----- Provided data
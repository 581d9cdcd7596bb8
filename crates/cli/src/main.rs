//
// Copyright (c) 2025 TRUSTEDGE LABS LLC
// This source code is subject to the terms of the Mozilla Public License, v. 2.0.
// If a copy of the MPL was not distributed with this file, You can obtain one at https://mozilla.org/MPL/2.0/.
//
// Project: stegowire — Payloads hidden in carrier images.
//

use std::path::{Path, PathBuf};
use std::process;
use std::time::Instant;

use anyhow::Result;
use clap::{ArgAction, Args, Parser, Subcommand};
use log::{info, warn};
use walkdir::WalkDir;
use zeroize::Zeroizing;

use stegowire_core::{
    compare_files, embed, extract, inspect, ArgError, ChannelPreset, EmbedMode, EmbedOptions,
    EmbedSummary, ExtractOptions, StegoError,
};

mod report;
use report::{append_row, open_report, BenchRow};

#[derive(Parser, Debug)]
#[command(
    name = "stegowire",
    author,
    version,
    about = "Hide payloads in carrier images and recover them bit-exactly",
    long_about = None
)]
struct Cli {
    /// Increase log verbosity (-v info, -vv debug)
    #[arg(short = 'v', long = "verbose", action = ArgAction::Count, global = true)]
    verbose: u8,

    #[command(subcommand)]
    command: Commands,
}

#[derive(Subcommand, Debug)]
enum Commands {
    /// Embed a payload file or directory into a cover image
    Embed(EmbedCmd),
    /// Recover a payload from a stego container
    Extract(ExtractCmd),
    /// Print a stego container's metadata without extracting
    Inspect(InspectCmd),
    /// Compare a cover and a stego image (PSNR / RMSE)
    Metrics(MetricsCmd),
    /// Embed a payload into every cover under a directory, appending a CSV row each
    Bench(BenchCmd),
}

#[derive(Args, Debug)]
struct EmbedCmd {
    #[arg(short = 'm', long = "mode", value_name = "MODE", help = "append | dct")]
    mode: String,
    #[arg(short = 'c', long = "cover", value_name = "PATH")]
    cover: PathBuf,
    #[arg(short = 'p', long = "payload", value_name = "PATH")]
    payload: PathBuf,
    #[arg(short = 'o', long = "out", value_name = "PATH")]
    out: PathBuf,
    #[arg(long, value_name = "F", default_value_t = 1.0, help = "Bits per eligible coefficient, (0, 1]")]
    rate: f64,
    #[arg(long, value_name = "NAME", default_value = "none", help = "none | whatsapp | telegram")]
    channel: String,
    #[arg(long, help = "Encrypt the payload with AES-256-GCM")]
    encrypt: bool,
    #[arg(long, value_name = "S", conflicts_with = "pass_env")]
    password: Option<String>,
    #[arg(long = "pass-env", value_name = "NAME", help = "Read the password from this environment variable")]
    pass_env: Option<String>,
}

#[derive(Args, Debug)]
struct ExtractCmd {
    #[arg(short = 's', long = "stego", value_name = "PATH")]
    stego: PathBuf,
    #[arg(short = 'o', long = "out-dir", value_name = "DIR")]
    out_dir: PathBuf,
    #[arg(long, value_name = "S", conflicts_with = "pass_env")]
    password: Option<String>,
    #[arg(long = "pass-env", value_name = "NAME")]
    pass_env: Option<String>,
}

#[derive(Args, Debug)]
struct InspectCmd {
    #[arg(short = 's', long = "stego", value_name = "PATH")]
    stego: PathBuf,
    #[arg(long, help = "Output metadata as JSON")]
    json: bool,
}

#[derive(Args, Debug)]
struct MetricsCmd {
    #[arg(long, value_name = "PATH")]
    cover: PathBuf,
    #[arg(long, value_name = "PATH")]
    stego: PathBuf,
}

#[derive(Args, Debug)]
struct BenchCmd {
    #[arg(long, value_name = "DIR")]
    covers: PathBuf,
    #[arg(long, value_name = "PATH")]
    payload: PathBuf,
    #[arg(short = 'm', long = "mode", value_name = "MODE")]
    mode: String,
    #[arg(long, value_name = "F", default_value_t = 1.0)]
    rate: f64,
    #[arg(long, value_name = "NAME", default_value = "none")]
    channel: String,
    #[arg(long, value_name = "CSV")]
    report: PathBuf,
}

fn main() {
    let cli = Cli::parse();
    init_logging(cli.verbose);

    if let Err(err) = run(cli) {
        eprintln!("error: {err:#}");
        let code = err
            .downcast_ref::<StegoError>()
            .map(StegoError::exit_code)
            .unwrap_or(3);
        process::exit(code);
    }
}

fn init_logging(verbosity: u8) {
    let level = match verbosity {
        0 => "warn",
        1 => "info",
        _ => "debug",
    };
    env_logger::Builder::from_env(env_logger::Env::default().default_filter_or(level))
        .format_timestamp(None)
        .init();
}

fn run(cli: Cli) -> Result<()> {
    match cli.command {
        Commands::Embed(args) => handle_embed(args),
        Commands::Extract(args) => handle_extract(args),
        Commands::Inspect(args) => handle_inspect(args),
        Commands::Metrics(args) => handle_metrics(args),
        Commands::Bench(args) => handle_bench(args),
    }
}

fn handle_embed(args: EmbedCmd) -> Result<()> {
    let opts = embed_options(
        &args.mode,
        args.rate,
        &args.channel,
        args.encrypt,
        args.password,
        args.pass_env,
    )?;

    let summary = embed(&args.cover, &args.payload, &args.out, &opts)?;
    print_embed_summary(&args.out, &summary);
    Ok(())
}

fn handle_extract(args: ExtractCmd) -> Result<()> {
    let opts = ExtractOptions {
        password: resolve_password(args.password, args.pass_env)?,
    };

    let summary = extract(&args.stego, &args.out_dir, &opts)?;
    println!("Recovered: {}", summary.written.display());
    println!(
        "Payload: {} ({} bytes, sha256 verified)",
        summary.meta.source_name, summary.meta.plain_size
    );
    Ok(())
}

fn handle_inspect(args: InspectCmd) -> Result<()> {
    let meta = inspect(&args.stego)?;

    if args.json {
        println!("{}", serde_json::to_string_pretty(&meta)?);
        return Ok(());
    }

    println!("Mode: {}", meta.mode);
    println!("Format version: {}", meta.v);
    println!("Source: {} ({:?})", meta.source_name, meta.source_kind);
    println!("Plain size: {} bytes", meta.plain_size);
    println!("Blob size: {} bytes", meta.blob_size);
    println!("Encrypted: {}", meta.encrypted);
    println!(
        "Compression: {:?} ({:.1}% saved)",
        meta.comp,
        meta.comp_ratio * 100.0
    );
    println!("SHA-256: {}", meta.sha256);
    if let (Some(rate), Some(blocks), Some(used)) = (meta.rate, meta.block_count, meta.used_coefs)
    {
        println!("DCT: rate {rate:.4}, {blocks} blocks, {used} usable coefficients");
    }
    if let Some(preset) = meta.channel_preset {
        println!("Channel preset: {preset}");
    }
    Ok(())
}

fn handle_metrics(args: MetricsCmd) -> Result<()> {
    let fidelity = compare_files(&args.cover, &args.stego)?;
    println!("PSNR: {} dB", format_psnr(fidelity.psnr));
    println!("RMSE: {:.4}", fidelity.rmse);
    Ok(())
}

fn handle_bench(args: BenchCmd) -> Result<()> {
    let opts = embed_options(&args.mode, args.rate, &args.channel, false, None, None)?;

    let covers: Vec<PathBuf> = WalkDir::new(&args.covers)
        .sort_by_file_name()
        .into_iter()
        .filter_map(|entry| entry.ok())
        .filter(|entry| entry.file_type().is_file() && is_image(entry.path()))
        .map(|entry| entry.into_path())
        .collect();

    if covers.is_empty() {
        warn!("no covers found under {}", args.covers.display());
    }

    let mut writer = open_report(&args.report)?;
    let mut failures = 0usize;

    for (idx, cover) in covers.iter().enumerate() {
        let stego = std::env::temp_dir().join(format!(
            "stegowire-bench-{}-{idx}.stego",
            process::id()
        ));

        let start = Instant::now();
        let outcome = embed(cover, &args.payload, &stego, &opts);
        let latency_ms = start.elapsed().as_millis() as u64;

        let row = match outcome {
            Ok(summary) => {
                let fidelity = compare_files(cover, &stego);
                if let Err(ref err) = fidelity {
                    info!("metrics unavailable for {}: {err}", cover.display());
                }
                bench_row_ok(cover, &summary, latency_ms, fidelity.ok())
            }
            Err(err) => {
                failures += 1;
                BenchRow {
                    cover_path: cover.display().to_string(),
                    plain_size: None,
                    comp_method: None,
                    comp_ratio: None,
                    stego_size: None,
                    latency_ms,
                    psnr: None,
                    rmse: None,
                    status: err.to_string(),
                }
            }
        };

        append_row(&mut writer, &args.report, &row)?;
        let _ = std::fs::remove_file(&stego);
    }

    writer.flush().map_err(|e| StegoError::from(stegowire_core::IoError::Write {
        path: args.report.clone(),
        source: e,
    }))?;

    println!(
        "Bench: {} covers, {} failures, report {}",
        covers.len(),
        failures,
        args.report.display()
    );
    Ok(())
}

fn bench_row_ok(
    cover: &Path,
    summary: &EmbedSummary,
    latency_ms: u64,
    fidelity: Option<stegowire_core::Fidelity>,
) -> BenchRow {
    BenchRow {
        cover_path: cover.display().to_string(),
        plain_size: Some(summary.plain_size),
        comp_method: Some(format!("{:?}", summary.comp).to_lowercase()),
        comp_ratio: Some(summary.comp_ratio),
        stego_size: Some(summary.stego_size),
        latency_ms,
        psnr: fidelity.map(|f| f.psnr),
        rmse: fidelity.map(|f| f.rmse),
        status: "ok".to_string(),
    }
}

fn embed_options(
    mode: &str,
    rate: f64,
    channel: &str,
    encrypt: bool,
    password: Option<String>,
    pass_env: Option<String>,
) -> Result<EmbedOptions, StegoError> {
    let mode: EmbedMode = mode.parse().map_err(StegoError::from)?;
    let channel: ChannelPreset = channel.parse().map_err(StegoError::from)?;
    let password = resolve_password(password, pass_env)?;

    if encrypt && password.is_none() {
        return Err(ArgError::MissingPassword.into());
    }
    if !encrypt && password.is_some() {
        return Err(ArgError::PasswordWithoutEncrypt.into());
    }

    Ok(EmbedOptions {
        mode,
        rate,
        channel,
        password,
    })
}

fn resolve_password(
    password: Option<String>,
    pass_env: Option<String>,
) -> Result<Option<Zeroizing<String>>, StegoError> {
    if let Some(password) = password {
        return Ok(Some(Zeroizing::new(password)));
    }
    if let Some(name) = pass_env {
        return match std::env::var(&name) {
            Ok(value) => Ok(Some(Zeroizing::new(value))),
            Err(_) => Err(ArgError::MissingEnvVar(name).into()),
        };
    }
    Ok(None)
}

fn print_embed_summary(out: &Path, summary: &EmbedSummary) {
    println!("Mode: {}", summary.mode);
    println!(
        "Payload: {} bytes -> {} byte blob ({:?}, {:.1}% saved)",
        summary.plain_size,
        summary.blob_size,
        summary.comp,
        summary.comp_ratio * 100.0
    );
    if let Some(stats) = &summary.dct {
        println!(
            "Coefficients: {} usable of {} eligible (rate {:.4})",
            stats.used_coefs, stats.eligible, stats.rate
        );
    }
    println!("Stego: {} ({} bytes)", out.display(), summary.stego_size);
}

fn format_psnr(psnr: f64) -> String {
    if psnr.is_infinite() {
        "inf".to_string()
    } else {
        format!("{psnr:.2}")
    }
}

fn is_image(path: &Path) -> bool {
    matches!(
        path.extension()
            .and_then(|e| e.to_str())
            .map(|e| e.to_ascii_lowercase())
            .as_deref(),
        Some("jpg" | "jpeg" | "png")
    )
}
----------
*Activity*
The required output is the line containing "return Ok(Some(Zeroizing::new(password)));" through the last line of the records above, each copied exactly and nothing more.

*Task answer*
        return Ok(Some(Zeroizing::new(password)));
    }
    if let Some(name) = pass_env {
        return match std::env::var(&name) {
            Ok(value) => Ok(Some(Zeroizing::new(value))),
            Err(_) => Err(ArgError::MissingEnvVar(name).into()),
        };
    }
    Ok(None)
}

fn print_embed_summary(out: &Path, summary: &EmbedSummary) {
    println!("Mode: {}", summary.mode);
    println!(
        "Payload: {} bytes -> {} byte blob ({:?}, {:.1}% saved)",
        summary.plain_size,
        summary.blob_size,
        summary.comp,
        summary.comp_ratio * 100.0
    );
    if let Some(stats) = &summary.dct {
        println!(
            "Coefficients: {} usable of {} eligible (rate {:.4})",
            stats.used_coefs, stats.eligible, stats.rate
        );
    }
    println!("Stego: {} ({} bytes)", out.display(), summary.stego_size);
}

fn format_psnr(psnr: f64) -> String {
    if psnr.is_infinite() {
        "inf".to_string()
    } else {
        format!("{psnr:.2}")
    }
}

fn is_image(path: &Path) -> bool {
    matches!(
        path.extension()
            .and_then(|e| e.to_str())
            .map(|e| e.to_ascii_lowercase())
            .as_deref(),
        Some("jpg" | "jpeg" | "png")
    )
}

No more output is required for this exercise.